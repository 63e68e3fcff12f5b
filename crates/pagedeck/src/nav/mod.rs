pub mod input;
pub mod url;

use std::sync::LazyLock;

use regex::Regex;
use serde::{Deserialize, Serialize};

use crate::compact::{Chapter, Decomposition};
use self::url::PageCodec;

static MOBILE_AGENT: LazyLock<Regex> =
    LazyLock::new(|| Regex::new(r"(?i)iPhone|iPad|iPod|Android").expect("valid regex"));

/// Whether a visitor should get the mobile view.
pub fn is_mobile(user_agent: &str, search: &str) -> bool {
    MOBILE_AGENT.is_match(user_agent) || search == "?mobile"
}

/// Frames to wait for a restoring scroll write to land before giving up on it.
const RESTORE_FRAME_LIMIT: u32 = 30;

#[derive(Debug, Clone, Copy, PartialEq, Eq)]
pub enum NavAction {
    Next,
    Previous,
    First,
    Last,
    GoTo(usize),
}

#[derive(Debug, Clone, Copy, PartialEq, Eq, Default, Serialize, Deserialize)]
#[serde(rename_all = "lowercase")]
pub enum HistoryMode {
    #[default]
    Push,
    Replace,
}

impl std::str::FromStr for HistoryMode {
    type Err = String;

    fn from_str(s: &str) -> Result<Self, Self::Err> {
        match s.trim().to_ascii_lowercase().as_str() {
            "push" => Ok(Self::Push),
            "replace" => Ok(Self::Replace),
            other => Err(format!("unknown history mode '{other}' (expected push or replace)")),
        }
    }
}

/// The page model the navigator needs, detached from any DOM.
#[derive(Debug, Clone, PartialEq)]
pub struct NavModel {
    pub deck_title: String,
    pub header_pages: Vec<Vec<usize>>,
    pub page_labels: Vec<Option<String>>,
    pub chapters: Vec<Chapter>,
}

impl NavModel {
    pub fn from_decomposition<N>(deck: &Decomposition<N>, deck_title: &str) -> Self {
        Self {
            deck_title: deck_title.to_string(),
            header_pages: deck.headers.iter().map(|h| h.pages.clone()).collect(),
            page_labels: (0..deck.page_count())
                .map(|page| deck.page_label(page).map(str::to_string))
                .collect(),
            chapters: deck.chapters(),
        }
    }

    pub fn page_count(&self) -> usize {
        self.page_labels.len()
    }

    /// Document title for `page`.
    pub fn title(&self, page: usize) -> String {
        if page == 0 {
            return self.deck_title.clone();
        }
        match self.page_labels.get(page).and_then(Option::as_deref) {
            Some(label) if self.deck_title.is_empty() => label.to_string(),
            Some(label) => format!("{label} | {}", self.deck_title),
            None => self.deck_title.clone(),
        }
    }

    /// Header strip position, in header widths, for a page strip position.
    ///
    /// Between one header's last page and the next header's first page the
    /// result interpolates linearly; elsewhere it is the header whose pages
    /// have been reached.
    pub fn header_position(&self, page_x: f64) -> f64 {
        let mut position = 0.0;
        for (i, pair) in self.header_pages.windows(2).enumerate() {
            let (Some(last), Some(first)) = (pair[0].last(), pair[1].first()) else {
                continue;
            };
            let (last, first) = (*last as f64, *first as f64);
            if page_x > last && page_x < first {
                return i as f64 + (page_x - last) / (first - last);
            }
            if page_x >= first {
                position = (i + 1) as f64;
            }
        }
        position
    }
}

/// Window location split the way the navigator uses it.
#[derive(Debug, Clone, PartialEq, Eq, Default)]
pub struct Location {
    pub path: String,
    /// Query string including the leading `?`, or empty.
    pub search: String,
}

/// The live page as the navigator sees it.
pub trait Host {
    /// Width of one page in the page strip; zero before layout.
    fn page_width(&self) -> f64;

    fn scroll_offset(&self) -> f64;

    fn set_scroll_offset(&mut self, offset: f64, smooth: bool);

    fn header_offset(&self) -> f64;

    fn set_header_offset(&mut self, offset: f64);

    fn location(&self) -> Location;

    fn push_history(&mut self, url: &str);

    fn replace_history(&mut self, url: &str);

    fn set_title(&mut self, title: &str);

    /// Move the scrubber handle. No-op without a scrubber.
    fn set_scrubber(&mut self, _fraction: f64, _label: &str) {}

    /// Toggle a chapter entry's active state. No-op without chapter nav.
    fn set_chapter_active(&mut self, _chapter: usize, _active: bool) {}
}

#[derive(Debug, Clone, Copy, PartialEq)]
pub enum Phase {
    Idle,
    /// Waiting to write, or to observe, the scroll position named by the URL.
    Restoring { target: usize, written: bool, frames: u32 },
    Tracking,
}

/// The page exactly in view, allowing for sub-pixel scroll offsets.
fn snapped_page(page_x: f64, width: f64) -> Option<usize> {
    let nearest = page_x.round();
    ((page_x - nearest).abs() * width < 0.5 && nearest >= 0.0).then_some(nearest as usize)
}

/// Per-view navigation state machine, driven once per animation frame through
/// [`Navigator::tick`].
#[derive(Debug, Clone)]
pub struct Navigator {
    model: NavModel,
    codec: PageCodec,
    history: HistoryMode,
    phase: Phase,
    current_page: Option<usize>,
    active_chapters: Vec<bool>,
}

impl Navigator {
    pub fn new(model: NavModel, codec: PageCodec, history: HistoryMode) -> Self {
        let active_chapters = vec![false; model.chapters.len()];
        Self {
            model,
            codec,
            history,
            phase: Phase::Idle,
            current_page: None,
            active_chapters,
        }
    }

    pub fn model(&self) -> &NavModel {
        &self.model
    }

    pub fn phase(&self) -> Phase {
        self.phase
    }

    /// Last page whose location was synchronized.
    pub fn current_page(&self) -> Option<usize> {
        self.current_page
    }

    /// Location writes are suppressed until a restore has been observed.
    pub fn is_suppressed(&self) -> bool {
        !matches!(self.phase, Phase::Tracking)
    }

    /// Start restoring from the current URL: on load, and on every `popstate`.
    pub fn restore<H: Host>(&mut self, host: &H) {
        let target = self.codec.decode_path(&host.location().path);
        log::debug!("restoring page {target} from {:?}", host.location().path);
        self.phase = Phase::Restoring {
            target,
            written: false,
            frames: 0,
        };
    }

    /// Fractional page position of the page strip.
    pub fn position<H: Host>(&self, host: &H) -> f64 {
        let width = host.page_width();
        if width <= 0.0 {
            return 0.0;
        }
        host.scroll_offset() / width
    }

    /// One frame of synchronization.
    pub fn tick<H: Host>(&mut self, host: &mut H) {
        let width = host.page_width();
        if width <= 0.0 {
            return;
        }

        if let Phase::Restoring {
            target,
            written,
            frames,
        } = self.phase
        {
            if !written {
                // the write happens one frame after the restore began, after layout
                host.set_scroll_offset(target as f64 * width, false);
                self.phase = Phase::Restoring {
                    target,
                    written: true,
                    frames: 0,
                };
                return;
            }
            let landed = snapped_page(self.position(host), width) == Some(target);
            if !landed && frames < RESTORE_FRAME_LIMIT {
                self.phase = Phase::Restoring {
                    target,
                    written,
                    frames: frames + 1,
                };
                return;
            }
            if !landed {
                log::warn!("scroll restore to page {target} never landed");
            }
            self.phase = Phase::Tracking;
            self.current_page = Some(target);
            self.sync_chrome(host, target as f64, target);
            return;
        }

        let page_x = self.position(host);
        let header_offset = (self.model.header_position(page_x) * width).floor();
        if host.header_offset() != header_offset {
            host.set_header_offset(header_offset);
        }

        if self.phase != Phase::Tracking {
            return;
        }
        let Some(page) = snapped_page(page_x, width) else {
            return;
        };
        if self.current_page == Some(page) || page >= self.model.page_count() {
            return;
        }
        self.current_page = Some(page);

        let location = host.location();
        let path = self.codec.encode_path(&location.path, page);
        let url = format!("{path}{}", location.search);
        match self.history {
            HistoryMode::Push => host.push_history(&url),
            HistoryMode::Replace => host.replace_history(&url),
        }
        self.sync_chrome(host, page_x, page);
    }

    fn sync_chrome<H: Host>(&mut self, host: &mut H, page_x: f64, page: usize) {
        host.set_title(&self.model.title(page));

        let count = self.model.page_count();
        if count > 0 {
            let label = match self.model.page_labels.get(page).and_then(Option::as_deref) {
                Some(label) => format!("{} / {count} · {label}", page + 1),
                None => format!("{} / {count}", page + 1),
            };
            host.set_scrubber(page_x / count as f64, &label);
        }

        for (i, chapter) in self.model.chapters.iter().enumerate() {
            let active = chapter.contains(page_x);
            if self.active_chapters[i] != active {
                self.active_chapters[i] = active;
                host.set_chapter_active(i, active);
            }
        }
    }

    /// Page an action leads to from the current scroll position.
    pub fn target(&self, position: f64, action: NavAction) -> usize {
        let last = self.model.page_count().saturating_sub(1);
        let here = position.round().max(0.0) as usize;
        match action {
            NavAction::Next => (here + 1).min(last),
            NavAction::Previous => here.saturating_sub(1),
            NavAction::First => 0,
            NavAction::Last => last,
            NavAction::GoTo(page) => page.min(last),
        }
    }

    /// Scroll toward the page `action` names. The location follows once the
    /// scroll settles on it.
    pub fn apply<H: Host>(&mut self, host: &mut H, action: NavAction) {
        let page = self.target(self.position(host), action);
        host.set_scroll_offset(page as f64 * host.page_width(), true);
    }

    /// Jump the page strip to a fractional position without animation.
    pub fn scrub_to<H: Host>(&mut self, host: &mut H, position: f64) {
        host.set_scroll_offset(position * host.page_width(), false);
    }
}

------------

Work request:
Lines from the records above that hold "without" are the ones to list.

Your solution:
    /// Move the scrubber handle. No-op without a scrubber.
    /// Toggle a chapter entry's active state. No-op without chapter nav.
    /// Jump the page strip to a fractional position without animation.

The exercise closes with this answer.